Hi everybody,
I am having an issue with the intel.log file, I am getting duplicated lines for the same dns request such as:
#fields ts uid id.orig_h id.orig_p id.resp_h id.resp_p seen.indicator seen.indicator_type seen.where seen.node matched sources fuid file_mime_type file_desc cif.tags cif.confidence cif.source cif.description cif.firstseen cif.lastseen
#types time string addr port addr port string enum enum string set[enum] set[string] string string string string double string string string string
1570105259.197420 CP1BZx1QgzdPpfEyda 172.17.0.186 43283 172.16.1.10 53 opencalphad.com Intel::DOMAIN DNS::IN_REQUEST worker-1 Intel::DOMAIN 0 - - - - 85.0 - - - -
1570105259.197420 CP1BZx1QgzdPpfEyda 172.17.0.186 43283 172.16.1.10 53 opencalphad.com Intel::DOMAIN DNS::IN_REQUEST worker-1 Intel::DOMAIN 0 - - - - 85.0 - - - -
1570105259.207335 CJZASAQTB2qgPSYw7 172.17.0.186 59553 172.16.1.10 53 opencalphad.com Intel::DOMAIN DNS::IN_REQUEST worker-1 Intel::DOMAIN 0 - - - - 85.0 - - - -
1570105259.211927 CJZASAQTB2qgPSYw7 172.17.0.186 59553 172.16.1.10 53 opencalphad.com Intel::DOMAIN DNS::IN_REQUEST worker-1 Intel::DOMAIN 0 - - - - 85.0 - -
As you can see, some lines are identical, same uid, same worker, same timestamp, etc…
I have the same issue on different machines and I tried both bro v.2.6.1 and latest zeek from github.
Does anyone have a clue about what is happening?
Thanks,
Mauro
Would it be possible to grab a pcap that recreates this behavior? Certainly not the correct behavior and it sounds like you've thought through the potential issues pretty thoroughly already and I agree with your thoughts. We might be at the point of just needing the PCAP to see what's causing it.
.Seth
It turned out that there is an issue in our network and we are in fact getting duplicated dns packets on the span port...
So bro sees only one dns session in dns.log (and only one uid in conn.log), but the event dns_request is raised more than once and hence we get multiple intel matches.
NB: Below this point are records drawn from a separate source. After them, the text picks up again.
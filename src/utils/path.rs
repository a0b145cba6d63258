//! Path helpers for descriptor-relative resolution
//!
//! Descriptors store Windows style paths (`..\Common\bin\Debug\`). These
//! helpers convert them to host paths, resolve them lexically, and derive the
//! case-insensitive keys the loader indexes by.

use anyhow::{Context, Result};
use std::path::{Component, Path, PathBuf};

/// Convert a path written inside a descriptor to a host path.
///
/// Backslashes become the host separator. Surrounding whitespace is trimmed.
pub fn from_msbuild(value: &str) -> PathBuf {
    let trimmed = value.trim();
    if std::path::MAIN_SEPARATOR == '\\' {
        PathBuf::from(trimmed)
    } else {
        PathBuf::from(trimmed.replace('\\', "/"))
    }
}

/// Collapse `.` and `..` components without touching the file system.
///
/// `..` above the root is dropped.
pub fn normalize(path: &Path) -> PathBuf {
    let mut result = PathBuf::new();
    for component in path.components() {
        match component {
            Component::CurDir => {}
            Component::ParentDir => {
                let can_pop = matches!(
                    result.components().next_back(),
                    Some(Component::Normal(_))
                );
                if can_pop {
                    result.pop();
                } else if !result.has_root() {
                    result.push("..");
                }
            }
            other => result.push(other.as_os_str()),
        }
    }
    result
}

/// Join `relative` onto `base` (unless it is already absolute) and normalize.
pub fn resolve(base: &Path, relative: &Path) -> PathBuf {
    if relative.is_absolute() {
        normalize(relative)
    } else {
        normalize(&base.join(relative))
    }
}

/// Make a path absolute against the current directory, lexically.
pub fn absolutize(path: &Path) -> Result<PathBuf> {
    let absolute = std::path::absolute(path)
        .with_context(|| format!("Failed to make path absolute: {}", path.display()))?;
    Ok(normalize(&absolute))
}

/// Case-insensitive identity key for a path.
pub fn path_key(path: &Path) -> String {
    path.to_string_lossy().to_lowercase()
}

/// Render a path with backslash separators, as solution files expect.
pub fn to_backslashes(path: &Path) -> String {
    path.to_string_lossy().replace('/', "\\")
}

/// Whether `path` has the given extension, ignoring case.
pub fn has_extension(path: &Path, extension: &str) -> bool {
    path.extension()
        .is_some_and(|ext| ext.to_string_lossy().eq_ignore_ascii_case(extension))
}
Thanks and sorry for the false alarm...
Mauro
-----Messaggio originale-----
The usual case for this is that you are tapping the same traffic twice. If you look up the CP1BZx1QgzdPpfEyda connection in the conn.log and look at orig_pkts and resp_pkts you should see 1 and 1. If you see 2,2 or 2,1 then you are seeing duplicate packets.
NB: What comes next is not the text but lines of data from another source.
//! Write a starter configuration file.

use anyhow::{Result, anyhow};
use clap::Args;
use colored::Colorize;
use std::path::PathBuf;

use super::common::CommandExecutor;
use crate::config::ToolkitConfig;
use crate::utils::fs::safe_write;

/// Command to create `slngen.toml`.
#[derive(Args, Debug)]
pub struct InitCommand {
    /// Overwrite an existing configuration file
    #[arg(short, long)]
    pub force: bool,
}

impl CommandExecutor for InitCommand {
    async fn execute_from_path(self, config_path: PathBuf) -> Result<()> {
        if config_path.exists() && !self.force {
            return Err(anyhow!(
                "Configuration already exists at {}. Use --force to overwrite",
                config_path.display()
            ));
        }

        safe_write(&config_path, &ToolkitConfig::example())?;

        println!("{} Initialized {}", "✓".green(), config_path.display());
        println!("\n{}", "Next steps:".cyan());
        println!("  List your root projects under {}", "[[groups]]".bright_white());
        println!("  Then run {}", "slngen generate -g all -o All.sln".bright_white());
        Ok(())
    }
}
justin@mbp:/tmp/b$ cat dns.log |bro-cut uid qtype_name query
Cu1Xq04w0nXaBiFiD A opencalphad.com
CJYuzY33KkZubxHXMc AAAA opencalphad.com
CdgXOb43ML2PJSv84a MX opencalphad.com
justin@mbp:/tmp/b$ cat conn.log |bro-cut uid orig_pkts resp_pkts |fgrep Cu1Xq04w0nXaBiFiD
Cu1Xq04w0nXaBiFiD 1 1
Hi Justin,
I am in fact seeing 2,2 or 2,0 as orig_pkts and resp_pkts. And I confirmed this with tcpdump. So I believe it is an issue with the network we are tapping as I see these duplicated packets only for dns.
Thnaks
Mauro
Inviato: giovedì 3 ottobre 2019 17:58
Possibly, but you may have duplicates everywhere. The tcp reassembler can use the sequence numbers to avoid analyzing the same traffic twice, but UDP doesn’t have anything like that. DNS is just the place you tend to notice the duplicate traffic the most.